The legislation has been involved in some controversy over the past several months as it has been targeted as part of a larger agenda by House Republicans to increase work requirements under several human service programs including public housing. The bill would give youth that age out of foster care a priority in public housing programs including vouchers over other categories of families and individuals. Several housing groups oppose the action due to limited public housing funds as well as giving national preferences for any one group, something that was eliminated in national housing laws several years ago.
The original bill, as sponsored for more than one congress would give youth that have aged out of care a preference but would require that young person to be working or in school for 35 hours a week. Part of the controversy is that public housing programs do not generally have any type of assistance or support that would engage such an individual in finding work or education.

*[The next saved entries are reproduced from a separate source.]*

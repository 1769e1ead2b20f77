//! End-to-end tests through the HTTP router.

mod common;

use alumni_connect::api::{self, AppState};
use alumni_connect::clients::mail::Mailer;
use axum::{
    Router,
    body::Body,
    http::{Request, StatusCode, header},
};
use common::{FailingMailer, RecordingMailer, pdf_bytes, shared_state};
use http_body_util::BodyExt;
use serde_json::{Value, json};
use std::sync::Arc;
use tower::ServiceExt;

const BOUNDARY: &str = "alumni-test-boundary";

async fn spawn_app(mailer: Arc<dyn Mailer>) -> (Arc<AppState>, Router) {
    let shared = Arc::new(shared_state(mailer).await);
    shared.seed().await.expect("failed to seed");
    let state = api::create_app_state(shared, None);
    let router = api::router(state.clone()).await;
    (state, router)
}

async fn send(app: &Router, request: Request<Body>) -> (StatusCode, axum::http::HeaderMap, Vec<u8>) {
    let response = app.clone().oneshot(request).await.unwrap();
    let status = response.status();
    let headers = response.headers().clone();
    let body = response.into_body().collect().await.unwrap().to_bytes();
    (status, headers, body.to_vec())
}

async fn send_json(app: &Router, request: Request<Body>) -> (StatusCode, Value) {
    let (status, _, body) = send(app, request).await;
    let json = if body.is_empty() {
        Value::Null
    } else {
        serde_json::from_slice(&body).unwrap()
    };
    (status, json)
}

fn json_request(method: &str, uri: &str, body: &Value) -> Request<Body> {
    Request::builder()
        .method(method)
        .uri(uri)
        .header(header::CONTENT_TYPE, "application/json")
        .body(Body::from(body.to_string()))
        .unwrap()
}

fn get(uri: &str) -> Request<Body> {
    Request::builder().uri(uri).body(Body::empty()).unwrap()
}

fn multipart_body(fields: &[(&str, &str)], file: Option<(&str, &str, &[u8])>) -> Vec<u8> {
    let mut body = Vec::new();
    for (name, value) in fields {
        body.extend_from_slice(
            format!(
                "--{BOUNDARY}\r\nContent-Disposition: form-data; name=\"{name}\"\r\n\r\n{value}\r\n"
            )
            .as_bytes(),
        );
    }
    if let Some((filename, content_type, data)) = file {
        body.extend_from_slice(
            format!(
                "--{BOUNDARY}\r\nContent-Disposition: form-data; name=\"payment_proof\"; filename=\"{filename}\"\r\nContent-Type: {content_type}\r\n\r\n"
            )
            .as_bytes(),
        );
        body.extend_from_slice(data);
        body.extend_from_slice(b"\r\n");
    }
    body.extend_from_slice(format!("--{BOUNDARY}--\r\n").as_bytes());
    body
}

fn multipart_request(method: &str, uri: &str, body: Vec<u8>) -> Request<Body> {
    Request::builder()
        .method(method)
        .uri(uri)
        .header(
            header::CONTENT_TYPE,
            format!("multipart/form-data; boundary={BOUNDARY}"),
        )
        .body(Body::from(body))
        .unwrap()
}

async fn login(app: &Router, username: &str, password: &str) -> String {
    let (status, headers, _) = send(
        app,
        json_request(
            "POST",
            "/api/admin/login",
            &json!({ "username": username, "password": password }),
        ),
    )
    .await;
    assert_eq!(status, StatusCode::OK);

    headers
        .get(header::SET_COOKIE)
        .and_then(|v| v.to_str().ok())
        .and_then(|v| v.split(';').next())
        .expect("login should set a session cookie")
        .to_string()
}

fn with_cookie(mut request: Request<Body>, cookie: &str) -> Request<Body> {
    request
        .headers_mut()
        .insert(header::COOKIE, cookie.parse().unwrap());
    request
}

#[tokio::test]
async fn health_reports_database() {
    let (_, app) = spawn_app(Arc::new(RecordingMailer::default())).await;

    let (status, body) = send_json(&app, get("/api/health")).await;
    assert_eq!(status, StatusCode::OK);
    assert_eq!(body["success"], true);
    assert_eq!(body["data"]["status"], "ok");
}

#[tokio::test]
async fn registration_verification_reports_existing_profile() {
    let mailer = Arc::new(RecordingMailer::default());
    let (_, app) = spawn_app(mailer.clone()).await;
    let email = "juan@example.com";

    let (status, body) = send_json(
        &app,
        json_request(
            "POST",
            "/api/otp/send",
            &json!({ "email": email, "purpose": "registration" }),
        ),
    )
    .await;
    assert_eq!(status, StatusCode::OK);
    assert!(body["data"]["expires_at"].is_string());
    assert!(body["data"].get("code").is_none());

    let code = mailer.last_code_for(email).unwrap();
    let (status, body) = send_json(
        &app,
        json_request(
            "POST",
            "/api/otp/verify",
            &json!({ "email": email, "code": code, "purpose": "registration" }),
        ),
    )
    .await;
    assert_eq!(status, StatusCode::OK);
    assert_eq!(body["data"]["verified"], true);
    assert_eq!(body["data"]["alumni_exists"], false);

    let (status, _) = send_json(
        &app,
        json_request(
            "POST",
            "/api/alumni",
            &json!({ "firstName": "juan", "lastName": "luna", "email": email }),
        ),
    )
    .await;
    assert_eq!(status, StatusCode::CREATED);

    send_json(
        &app,
        json_request(
            "POST",
            "/api/otp/send",
            &json!({ "email": email, "purpose": "registration" }),
        ),
    )
    .await;
    let code = mailer.last_code_for(email).unwrap();
    let (_, body) = send_json(
        &app,
        json_request(
            "POST",
            "/api/otp/verify",
            &json!({ "email": email, "code": code, "purpose": "registration" }),
        ),
    )
    .await;
    assert_eq!(body["data"]["alumni_exists"], true);
    assert_eq!(body["data"]["alumni"]["first_name"], "JUAN");

    // Used codes do not verify twice
    let (status, body) = send_json(
        &app,
        json_request(
            "POST",
            "/api/otp/verify",
            &json!({ "email": email, "code": code, "purpose": "registration" }),
        ),
    )
    .await;
    assert_eq!(status, StatusCode::BAD_REQUEST);
    assert_eq!(body["success"], false);
}

#[tokio::test]
async fn unknown_purpose_is_a_bad_request() {
    let mailer = Arc::new(RecordingMailer::default());
    let (_, app) = spawn_app(mailer.clone()).await;

    let (status, body) = send_json(
        &app,
        json_request(
            "POST",
            "/api/otp/send",
            &json!({ "email": "juan@example.com", "purpose": "login" }),
        ),
    )
    .await;
    assert_eq!(status, StatusCode::BAD_REQUEST);
    assert!(body["error"].as_str().unwrap().contains("login"));
    assert!(mailer.sent().is_empty());
}

#[tokio::test]
async fn mail_failure_is_a_bad_gateway() {
    let (_, app) = spawn_app(Arc::new(FailingMailer)).await;

    let (status, body) = send_json(
        &app,
        json_request(
            "POST",
            "/api/otp/send",
            &json!({ "email": "juan@example.com", "purpose": "sponsorship" }),
        ),
    )
    .await;
    assert_eq!(status, StatusCode::BAD_GATEWAY);
    assert_eq!(body["success"], false);
}

#[tokio::test]
async fn multipart_registration_stores_payment_proof() {
    let (_, app) = spawn_app(Arc::new(RecordingMailer::default())).await;
    let pdf = pdf_bytes(4096);

    let body = multipart_body(
        &[
            ("firstName", "maria"),
            ("lastName", "clara"),
            ("email", "maria@example.com"),
            ("year", "2015"),
            ("course", "BSIT"),
        ],
        Some(("receipt.pdf", "application/pdf", &pdf)),
    );
    let (status, created) =
        send_json(&app, multipart_request("POST", "/api/alumni", body)).await;
    assert_eq!(status, StatusCode::CREATED);
    assert_eq!(created["data"]["paid"], true);
    assert_eq!(created["data"]["payment_proof_size"], 4096);
    let id = created["data"]["id"].as_i64().unwrap();

    let (status, headers, bytes) =
        send(&app, get(&format!("/api/alumni/{id}/payment-proof"))).await;
    assert_eq!(status, StatusCode::OK);
    assert_eq!(headers[header::CONTENT_TYPE], "application/pdf");
    assert_eq!(headers[header::CONTENT_LENGTH], "4096");
    assert!(
        headers[header::CONTENT_DISPOSITION]
            .to_str()
            .unwrap()
            .contains("receipt.pdf")
    );
    assert_eq!(bytes, pdf);

    let (status, body) = send_json(
        &app,
        get("/api/alumni/check-email?email=maria@example.com"),
    )
    .await;
    assert_eq!(status, StatusCode::OK);
    assert_eq!(body["data"]["exists"], true);
}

Recent information from the National Youth in Transition Database indicates that for young people who aged out of foster care, by age 19, approximately 41 percent were working full or part-time and only 57 percent had a high school diploma or GED by age 19. Most of these housing authorities lack programs that could assist these youth, who left a state child welfare system just months earlier, without a diploma. Most states also lack any cash assistance for single adults (TANF does not extend beyond families). Under current Title IV-E foster care, if a state chooses the option to extend foster care up to age 21 the young person must be in a combination of work or education for 80 hours in a month. They also have mandatory monthly visits or at least check-ins with caseworkers as well as continuing maintence in some form through a foster family, college dorm arrangement of some semi-independent living circumstance. Only 25 states and the District of Columbia extend foster care beyond age 18 despite having the option since the 2008 Foster Connections to Success Act.

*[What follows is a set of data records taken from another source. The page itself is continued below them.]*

//! Course and country reference lists.
//!
//! Both tables are filled once when empty and are read-only afterwards.

use serde::Serialize;
use std::sync::Arc;
use thiserror::Error;
use tracing::{info, warn};

use crate::clients::countries::CountrySource;
use crate::db::Store;
use crate::entities::{countries, courses};

pub const DEFAULT_COURSES: [(&str, &str); 6] = [
    ("BSCS", "Bachelor of Science in Computer Science"),
    ("BSIT", "Bachelor of Science in Information Technology"),
    ("BSIM", "Bachelor of Science in Information Management"),
    ("BSIS", "Bachelor of Science in Information Systems"),
    (
        "BSEMC",
        "Bachelor of Science in Entertainment and Multimedia Computing",
    ),
    ("BSCCS", "Commerce major in Computer Science"),
];

#[derive(Debug, Error)]
pub enum ReferenceError {
    #[error("External API error: {service} - {message}")]
    ExternalApi { service: String, message: String },

    #[error("Database error: {0}")]
    Database(String),
}

impl From<sea_orm::DbErr> for ReferenceError {
    fn from(err: sea_orm::DbErr) -> Self {
        Self::Database(err.to_string())
    }
}

impl From<anyhow::Error> for ReferenceError {
    fn from(err: anyhow::Error) -> Self {
        Self::Database(err.to_string())
    }
}

#[derive(Debug, Clone, PartialEq, Eq, Serialize)]
pub struct CourseDto {
    pub code: String,
    pub name: String,
}

impl From<courses::Model> for CourseDto {
    fn from(model: courses::Model) -> Self {
        Self {
            code: model.code,
            name: model.name,
        }
    }
}

#[derive(Debug, Clone, PartialEq, Serialize)]
pub struct CountryDto {
    pub name: String,
    pub code: String,
    pub latitude: Option<f64>,
    pub longitude: Option<f64>,
}

impl From<countries::Model> for CountryDto {
    fn from(model: countries::Model) -> Self {
        Self {
            name: model.name,
            code: model.code,
            latitude: model.latitude,
            longitude: model.longitude,
        }
    }
}

pub struct ReferenceService {
    store: Store,
    country_source: Option<Arc<dyn CountrySource>>,
}

impl ReferenceService {
    #[must_use]
    pub fn new(store: Store, country_source: Option<Arc<dyn CountrySource>>) -> Self {
        Self {
            store,
            country_source,
        }
    }

    pub async fn courses(&self) -> Result<Vec<CourseDto>, ReferenceError> {
        let rows = self.store.reference_repo().list_courses().await?;
        Ok(rows.into_iter().map(CourseDto::from).collect())
    }

    pub async fn countries(&self) -> Result<Vec<CountryDto>, ReferenceError> {
        let rows = self.store.reference_repo().list_countries().await?;
        Ok(rows.into_iter().map(CountryDto::from).collect())
    }

    /// Inserts [`DEFAULT_COURSES`] when the table is empty.
    pub async fn seed_courses(&self) -> Result<u64, ReferenceError> {
        let repo = self.store.reference_repo();
        if repo.course_count().await? > 0 {
            return Ok(0);
        }

        let inserted = repo.insert_courses(&DEFAULT_COURSES).await?;
        info!(event = "courses_seeded", inserted, "Seeded course list");
        Ok(inserted)
    }

    /// Fetches countries from the configured source when the table is empty.
    pub async fn seed_countries(&self) -> Result<u64, ReferenceError> {
        let Some(source) = &self.country_source else {
            return Ok(0);
        };

        let repo = self.store.reference_repo();
        if repo.country_count().await? > 0 {
            return Ok(0);
        }

        let countries = source.fetch_countries().await.map_err(|e| {
            warn!(event = "countries_fetch_failed", error = %e, "Country source unavailable");
            ReferenceError::ExternalApi {
                service: "Countries".to_string(),
                message: e.to_string(),
            }
        })?;

        let inserted = repo.insert_countries(&countries).await?;
        info!(event = "countries_seeded", inserted, "Seeded country list");
        Ok(inserted)
    }
}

Introduced by Representative Mike Turner (R-OH), the bill has had bipartisan support and had been gathering more support until it started to move in the House Committee. That created more concerns and opposition by some housing groups and some children’s groups. (CWLA signed onto an earlier letter of opposition earlier this year). Since that point a substitute was drafted that modified some of the provisions. Under the work of Congressperson Karen Bass (D-CA) some modifications included removal of the original bill’s requirement that any young person had to be working and or in school at least 35 hours per week as well as some other modifications including allowing youth to get on a wait list for public housing as early as 16 before they age out of care.

But some are still critical and concerned about the modified version which allows flexibility by the over 3,000 Public Housing Agencies (PHAs), and the tens of thousands of property owners to set new standards as a substitute for the original mandate of 35 hours. There are also concerns within the housing community about a lack of overall housing funding. Some opponents organizations like CSH support recent changes to Family Unification Program (FUP) vouchers through the Housing Opportunity Through Modernization Act (HOTMA) in 2016 that allows some ability to have project-based vouchers. They also highlighted a recent appropriation of $10 million in FUP vouchers for youth. They have urged Congress to make it their priority to encourage the U.S. Department of Housing and Urban Development (HUD) and the Administration to award these appropriated monies to local public housing authority (PHA) providers as soon as possible now that applications have been received.

Congressperson Bass has continued to stay on the revised bill that passed the Committee but has acknowledged that other members may feel the improvements do not go far enough and as a result may pull their name off cosponsorship. The legislation now has 28 cosponsors with ten cosponsors, including Congressman Danny Davis (D-IL), removing their names. CWLA is not supporting the legislation.